WORK INSTRUCTION: In the data that follows, count the lines in which the word "funcs" occurs, and report that figure alone.

SOURCE MATERIAL:
::::::::::

/// The read-only schema catalog handed to the compiler.
#[derive(Debug, Clone, Default)]
pub struct Schema {
    pub(crate) modules: Vec<SmolStr>,
    pub(crate) types: Vec<Type>,
    pub(crate) type_index: IndexMap<QualName, TypeId>,
    pub(crate) pointers: Vec<Pointer>,
    /// Pointers owned by each object type.
    pub(crate) type_pointers: IndexMap<TypeId, Vec<PtrId>>,
    /// Link properties owned by each link.
    pub(crate) ptr_properties: IndexMap<PtrId, Vec<PtrId>>,
    pub(crate) functions: Vec<Function>,
    pub(crate) func_index: IndexMap<QualName, Vec<FuncId>>,
}

impl Schema {
    pub fn has_module(&self, module: &str) -> bool {
        self.modules.iter().any(|m| m == module)
    }

    pub fn type_(&self, id: TypeId) -> &Type {
        &self.types[id.0 as usize]
    }

    pub fn pointer(&self, id: PtrId) -> &Pointer {
        &self.pointers[id.0 as usize]
    }

    pub fn function(&self, id: FuncId) -> &Function {
        &self.functions[id.0 as usize]
    }

    /// Exact lookup by qualified name.
    pub fn get(&self, name: &QualName) -> Result<TypeId, SchemaError> {
        self.type_index
            .get(name)
            .copied()
            .ok_or_else(|| SchemaError::NameNotFound {
                name: name.to_string(),
            })
    }

    /// Unqualified lookup: the default module first, then `std`.
    pub fn get_unqualified(&self, name: &str, default_module: &str) -> Result<TypeId, SchemaError> {
        let in_default = QualName::new(default_module, name);
        if let Some(id) = self.type_index.get(&in_default) {
            return Ok(*id);
        }
        let in_std = QualName::new("std", name);
        self.type_index
            .get(&in_std)
            .copied()
            .ok_or(SchemaError::NameNotFound {
                name: name.to_string(),
            })
    }

    /// All overloads registered under a function name.
    pub fn get_functions(&self, name: &QualName) -> Option<&[FuncId]> {
        self.func_index.get(name).map(|v| v.as_slice())
    }

    /// Function lookup with the same unqualified fallback as types.
    pub fn get_functions_unqualified(
        &self,
        name: &str,
        default_module: &str,
    ) -> Option<&[FuncId]> {
        let in_default = QualName::new(default_module, name);
        if let Some(funcs) = self.func_index.get(&in_default) {
            return Some(funcs.as_slice());
        }
        self.func_index
            .get(&QualName::new("std", name))
            .map(|v| v.as_slice())
    }

    /// Pointers defined directly on `ty` (inherited ones are found by
    /// walking bases in `resolve_pointer`).
    pub fn own_pointers(&self, ty: TypeId) -> &[PtrId] {
        self.type_pointers.get(&ty).map(|v| v.as_slice()).unwrap_or(&[])
    }

    /// Link properties defined on a link.
    pub fn own_properties(&self, ptr: PtrId) -> &[PtrId] {
        self.ptr_properties
            .get(&ptr)
            .map(|v| v.as_slice())
            .unwrap_or(&[])
    }

    pub fn all_pointers(&self) -> impl Iterator<Item = (PtrId, &Pointer)> {
        self.pointers
            .iter()
            .enumerate()
            .map(|(i, p)| (PtrId(i as u32), p))
    }
}

/// Per-compilation overlay holding minted types and pointers.
///
/// The base schema stays immutable (and shareable across concurrent
/// compilations); everything the compiler derives lands here and travels
/// with the finished IR.
#[derive(Debug, Clone, Default)]
pub struct DerivedSchema {
    pub types: Vec<Type>,
    pub pointers: Vec<Pointer>,
    /// Interning map for synthesized collection types.
    collection_index: IndexMap<String, DerivedTypeId>,
}

impl DerivedSchema {
    pub fn add_type(&mut self, ty: Type) -> DerivedTypeId {
        let id = DerivedTypeId(self.types.len() as u32);
        self.types.push(ty);
        id
    }

    pub fn add_pointer(&mut self, ptr: Pointer) -> DerivedPtrId {
        let id = DerivedPtrId(self.pointers.len() as u32);
        self.pointers.push(ptr);
        id
    }

    pub fn type_(&self, id: DerivedTypeId) -> &Type {
        &self.types[id.0 as usize]
    }

    pub fn pointer(&self, id: DerivedPtrId) -> &Pointer {
        &self.pointers[id.0 as usize]
    }

    /// Interns a synthesized collection type under a structural key so
    /// repeated construction yields the same reference.
    pub fn intern_collection(&mut self, key: String, make: impl FnOnce() -> Type) -> DerivedTypeId {
        if let Some(id) = self.collection_index.get(&key) {
            return *id;
        }
        let id = self.add_type(make());
        self.collection_index.insert(key, id);
        id
    }
}

/// Resolves a [`TypeRef`] against the base schema and overlay.
pub fn type_of<'a>(schema: &'a Schema, derived: &'a DerivedSchema, r: TypeRef) -> &'a Type {
    match r {
        TypeRef::Schema(id) => schema.type_(id),
        TypeRef::Derived(id) => derived.type_(id),
    }
}

/// Resolves a [`PtrRef`].
pub fn ptr_of<'a>(schema: &'a Schema, derived: &'a DerivedSchema, r: PtrRef) -> &'a Pointer {
    match r {
        PtrRef::Schema(id) => schema.pointer(id),
        PtrRef::Derived(id) => derived.pointer(id),
    }
}

/// Peels view types down to their material object type.
pub fn material_type(schema: &Schema, derived: &DerivedSchema, r: TypeRef) -> TypeRef {
    let mut current = r;
    loop {
        match &type_of(schema, derived, current).kind {
            TypeKind::View { base, .. } => current = *base,
            _ => return current,
        }
    }
}
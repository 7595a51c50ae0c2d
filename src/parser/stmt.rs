//! Statement parsing: queries with WITH blocks, session commands, and the
//! statement-block entry point.

use crate::ast::expr::Expr;
use crate::ast::merge_spans;
use crate::ast::stmt::{
    DeleteQuery, ForQuery, GroupQuery, InsertQuery, SelectQuery, SessionStmt, Statement,
    UpdateQuery, WithEntry,
};
use crate::lexer::token::TokenKind;
use crate::parser::QlParser;
use crate::parser::base::ParseResult;
use smol_str::SmolStr;

impl QlParser<'_> {
    /// Parses one statement, including an optional leading WITH block.
    pub(crate) fn parse_statement(&mut self) -> ParseResult<Statement> {
        let start = self.stream.current().span.clone();
        let aliases = if self.stream.check(&TokenKind::With) {
            self.parse_with_block()?
        } else {
            Vec::new()
        };

        match self.stream.current().kind {
            TokenKind::Select => self.parse_select(aliases, start),
            TokenKind::For => self.parse_for(aliases, start),
            TokenKind::Group => self.parse_group(aliases, start),
            TokenKind::Insert => self.parse_insert(aliases, start),
            TokenKind::Update => self.parse_update(aliases, start),
            TokenKind::Delete => self.parse_delete(aliases, start),
            TokenKind::Set if aliases.is_empty() => self.parse_session_set(),
            TokenKind::Create | TokenKind::Alter | TokenKind::Drop => {
                if !aliases.is_empty() {
                    return Err(self
                        .stream
                        .error_here("WITH block is not allowed before a DDL statement"));
                }
                Ok(Statement::Ddl(self.parse_ddl()?))
            }
            ref kind => Err(self
                .stream
                .error_here(format!("expected a statement, found {kind}"))),
        }
    }

    /// `WITH decl, decl, …`.
    fn parse_with_block(&mut self) -> ParseResult<Vec<WithEntry>> {
        self.stream.expect(TokenKind::With)?;
        let mut entries = Vec::new();

        loop {
            entries.push(self.parse_with_entry()?);
            if !self.stream.consume(&TokenKind::Comma) {
                break;
            }
        }

        Ok(entries)
    }

    fn parse_with_entry(&mut self) -> ParseResult<WithEntry> {
        let start = self.stream.current().span.clone();

        // `MODULE foo.bar` — default module override.
        if self.stream.check(&TokenKind::Module) {
            self.stream.advance();
            let (module, end) = self.parse_dotted_name()?;
            return Ok(WithEntry::ModuleAlias {
                alias: None,
                module,
                span: merge_spans(&start, &end),
            });
        }

        // `CARDINALITY '1'` declaration.
        if self.stream.check_ident_kw("cardinality")
            && matches!(
                self.stream.peek().map(|t| &t.kind),
                Some(TokenKind::StringLiteral(_))
            )
        {
            self.stream.advance();
            let tok = self.stream.current().clone();
            let TokenKind::StringLiteral(value) = tok.kind else {
                unreachable!("peeked string literal");
            };
            if value != "1" && value != "*" {
                return Err(self
                    .stream
                    .error_here(format!("invalid cardinality '{value}': expected '1' or '*'")));
            }
            self.stream.advance();
            return Ok(WithEntry::Cardinality {
                value: SmolStr::new(value),
                span: merge_spans(&start, &tok.span),
            });
        }

        let (alias, _) = self.stream.expect_name("an alias name")?;
        self.stream.expect(TokenKind::Turnstile)?;

        if self.stream.consume(&TokenKind::Module) {
            let (module, end) = self.parse_dotted_name()?;
            return Ok(WithEntry::ModuleAlias {
                alias: Some(alias),
                module,
                span: merge_spans(&start, &end),
            });
        }

        let expr = self.parse_expr()?;
        let span = merge_spans(&start, &expr.span());
        Ok(WithEntry::AliasedExpr { alias, expr, span })
    }

    /// A dotted module path: `foo`, `foo.bar.baz`.
    pub(crate) fn parse_dotted_name(&mut self) -> ParseResult<(SmolStr, crate::ast::Span)> {
        let (first, first_span) = self.stream.expect_name("a module name")?;
        let mut name = first.to_string();
        let mut span = first_span;

        while self.stream.consume(&TokenKind::Dot) {
            let (part, part_span) = self.stream.expect_name("a module name")?;
            name.push('.');
            name.push_str(&part);
            span = merge_spans(&span, &part_span);
        }

        Ok((SmolStr::new(name), span))
    }

    /// `[alias :=] expr` in result/subject position.
    fn parse_optionally_aliased_expr(&mut self) -> ParseResult<(Option<SmolStr>, Expr)> {
        if matches!(self.stream.current().kind, TokenKind::Ident(_))
            && matches!(self.stream.peek().map(|t| &t.kind), Some(TokenKind::Turnstile))
        {
            let (alias, _) = self.stream.expect_name("an alias")?;
            self.stream.advance(); // :=
            let expr = self.parse_expr()?;
            return Ok((Some(alias), expr));
        }
        Ok((None, self.parse_expr()?))
    }

    fn parse_select(
        &mut self,
        aliases: Vec<WithEntry>,
        start: crate::ast::Span,
    ) -> ParseResult<Statement> {
        self.stream.expect(TokenKind::Select)?;
        let (result_alias, result) = self.parse_optionally_aliased_expr()?;
        let mut span = merge_spans(&start, &result.span());

        let where_ = self.parse_opt_filter(&mut span)?;
        let orderby = self.parse_opt_orderby(&mut span)?;
        let (offset, limit) = self.parse_opt_offset_limit(&mut span)?;

        Ok(Statement::Select(SelectQuery {
            aliases,
            result,
            result_alias,
            where_,
            orderby,
            offset,
            limit,
            span,
        }))
    }

    /// `FOR x IN iterator UNION result …`.
    fn parse_for(
        &mut self,
        aliases: Vec<WithEntry>,
        start: crate::ast::Span,
    ) -> ParseResult<Statement> {
        self.stream.expect(TokenKind::For)?;
        let (iterator_alias, _) = self.stream.expect_name("an iterator alias")?;
        self.stream.expect(TokenKind::In)?;
        let iterator = self.parse_expr()?;
        self.stream.expect(TokenKind::Union)?;
        let (result_alias, result) = self.parse_optionally_aliased_expr()?;
        let mut span = merge_spans(&start, &result.span());

        let where_ = self.parse_opt_filter(&mut span)?;
        let orderby = self.parse_opt_orderby(&mut span)?;
        let (offset, limit) = self.parse_opt_offset_limit(&mut span)?;

        Ok(Statement::For(ForQuery {
            aliases,
            iterator_alias,
            iterator,
            result,
            result_alias,
            where_,
            orderby,
            offset,
            limit,
            span,
        }))
    }

    /// `GROUP subject [USING alias := expr, …] BY expr, … INTO result …`.
    fn parse_group(
        &mut self,
        aliases: Vec<WithEntry>,
        start: crate::ast::Span,
    ) -> ParseResult<Statement> {
        self.stream.expect(TokenKind::Group)?;
        let (subject_alias, subject) = self.parse_optionally_aliased_expr()?;

        let mut using = Vec::new();
        if self.stream.consume_ident_kw("using") {
            loop {
                let (alias, _) = self.stream.expect_name("an alias")?;
                self.stream.expect(TokenKind::Turnstile)?;
                using.push((alias, self.parse_expr()?));
                if !self.stream.consume(&TokenKind::Comma) {
                    break;
                }
            }
        }

        self.stream.expect(TokenKind::By)?;
        let mut by = vec![self.parse_expr()?];
        while self.stream.consume(&TokenKind::Comma) {
            by.push(self.parse_expr()?);
        }

        if !self.stream.consume_ident_kw("into") {
            return Err(self.stream.error_here("expected INTO after GROUP BY clause"));
        }
        let (result_alias, result) = self.parse_optionally_aliased_expr()?;
        let mut span = merge_spans(&start, &result.span());

        let where_ = self.parse_opt_filter(&mut span)?;
        let orderby = self.parse_opt_orderby(&mut span)?;
        let (offset, limit) = self.parse_opt_offset_limit(&mut span)?;

        Ok(Statement::Group(GroupQuery {
            aliases,
            subject,
            subject_alias,
            using,
            by,
            result,
            result_alias,
            where_,
            orderby,
            offset,
            limit,
            span,
        }))
    }

    /// `INSERT Type { shape }` — the shape parses as part of the subject
    /// expression and is split off here.
    fn parse_insert(
        &mut self,
        aliases: Vec<WithEntry>,
        start: crate::ast::Span,
    ) -> ParseResult<Statement> {
        self.stream.expect(TokenKind::Insert)?;
        let (subject_alias, subject_expr) = self.parse_optionally_aliased_expr()?;
        let span = merge_spans(&start, &subject_expr.span());

        let (subject, shape) = match subject_expr {
            Expr::Shape(shape) => (*shape.expr, shape.elements),
            other => (other, Vec::new()),
        };

        Ok(Statement::Insert(InsertQuery {
            aliases,
            subject,
            subject_alias,
            shape,
            span,
        }))
    }

    /// `UPDATE Type [FILTER cond] SET { shape }`.
    fn parse_update(
        &mut self,
        aliases: Vec<WithEntry>,
        start: crate::ast::Span,
    ) -> ParseResult<Statement> {
        self.stream.expect(TokenKind::Update)?;
        let (subject_alias, subject) = self.parse_optionally_aliased_expr()?;
        let mut span = merge_spans(&start, &subject.span());

        let where_ = self.parse_opt_filter(&mut span)?;

        self.stream.expect(TokenKind::Set)?;
        let (shape, end) = self.parse_shape_block()?;
        span = merge_spans(&span, &end);

        Ok(Statement::Update(UpdateQuery {
            aliases,
            subject,
            subject_alias,
            where_,
            shape,
            span,
        }))
    }

    fn parse_delete(
        &mut self,
        aliases: Vec<WithEntry>,
        start: crate::ast::Span,
    ) -> ParseResult<Statement> {
        self.stream.expect(TokenKind::Delete)?;
        let (subject_alias, subject) = self.parse_optionally_aliased_expr()?;
        let mut span = merge_spans(&start, &subject.span());

        let where_ = self.parse_opt_filter(&mut span)?;

        Ok(Statement::Delete(DeleteQuery {
            aliases,
            subject,
            subject_alias,
            where_,
            span,
        }))
    }

    /// `SET MODULE foo` / `SET alias := MODULE foo`.
    fn parse_session_set(&mut self) -> ParseResult<Statement> {
        let start = self.stream.expect(TokenKind::Set)?;

        if self.stream.consume(&TokenKind::Module) {
            let (module, end) = self.parse_dotted_name()?;
            return Ok(Statement::Session(SessionStmt::SetModule {
                module,
                span: merge_spans(&start, &end),
            }));
        }

        let (alias, _) = self.stream.expect_name("an alias name")?;
        self.stream.expect(TokenKind::Turnstile)?;
        self.stream.expect(TokenKind::Module)?;
        let (module, end) = self.parse_dotted_name()?;
        Ok(Statement::Session(SessionStmt::SetAlias {
            alias,
            module,
            span: merge_spans(&start, &end),
        }))
    }

    fn parse_opt_filter(&mut self, span: &mut crate::ast::Span) -> ParseResult<Option<Expr>> {
        if self.stream.consume(&TokenKind::Filter) {
            let cond = self.parse_expr()?;
            *span = merge_spans(span, &cond.span());
            Ok(Some(cond))
        } else {
            Ok(None)
        }
    }

    fn parse_opt_orderby(
        &mut self,
        span: &mut crate::ast::Span,
    ) -> ParseResult<Vec<crate::ast::expr::SortExpr>> {
        if self.stream.check(&TokenKind::Order) {
            let sort = self.parse_order_by()?;
            if let Some(last) = sort.last() {
                *span = merge_spans(span, &last.span);
            }
            Ok(sort)
        } else {
            Ok(Vec::new())
        }
    }

    fn parse_opt_offset_limit(
        &mut self,
        span: &mut crate::ast::Span,
    ) -> ParseResult<(Option<Expr>, Option<Expr>)> {
        let offset = if self.stream.consume(&TokenKind::Offset) {
            let expr = self.parse_expr()?;
            *span = merge_spans(span, &expr.span());
            Some(expr)
        } else {
            None
        };

        let limit = if self.stream.consume(&TokenKind::Limit) {
            let expr = self.parse_expr()?;
            *span = merge_spans(span, &expr.span());
            Some(expr)
        } else {
            None
        };

        Ok((offset, limit))
    }

    /// Parses a semicolon-separated statement sequence up to end of input.
    pub(crate) fn parse_statement_block(&mut self) -> ParseResult<Vec<Statement>> {
        let mut statements = Vec::new();

        loop {
            while self.stream.consume(&TokenKind::Semicolon) {}
            if self.stream.at_eof() {
                break;
            }
            statements.push(self.parse_statement()?);
            if !self.stream.check(&TokenKind::Semicolon) && !self.stream.at_eof() {
                return Err(self.stream.error_here(format!(
                    "expected ';' between statements, found {}",
                    self.stream.current().kind
                )));
            }
        }

        Ok(statements)
    }
}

::::::::::

WRITTEN RESPONSE: 2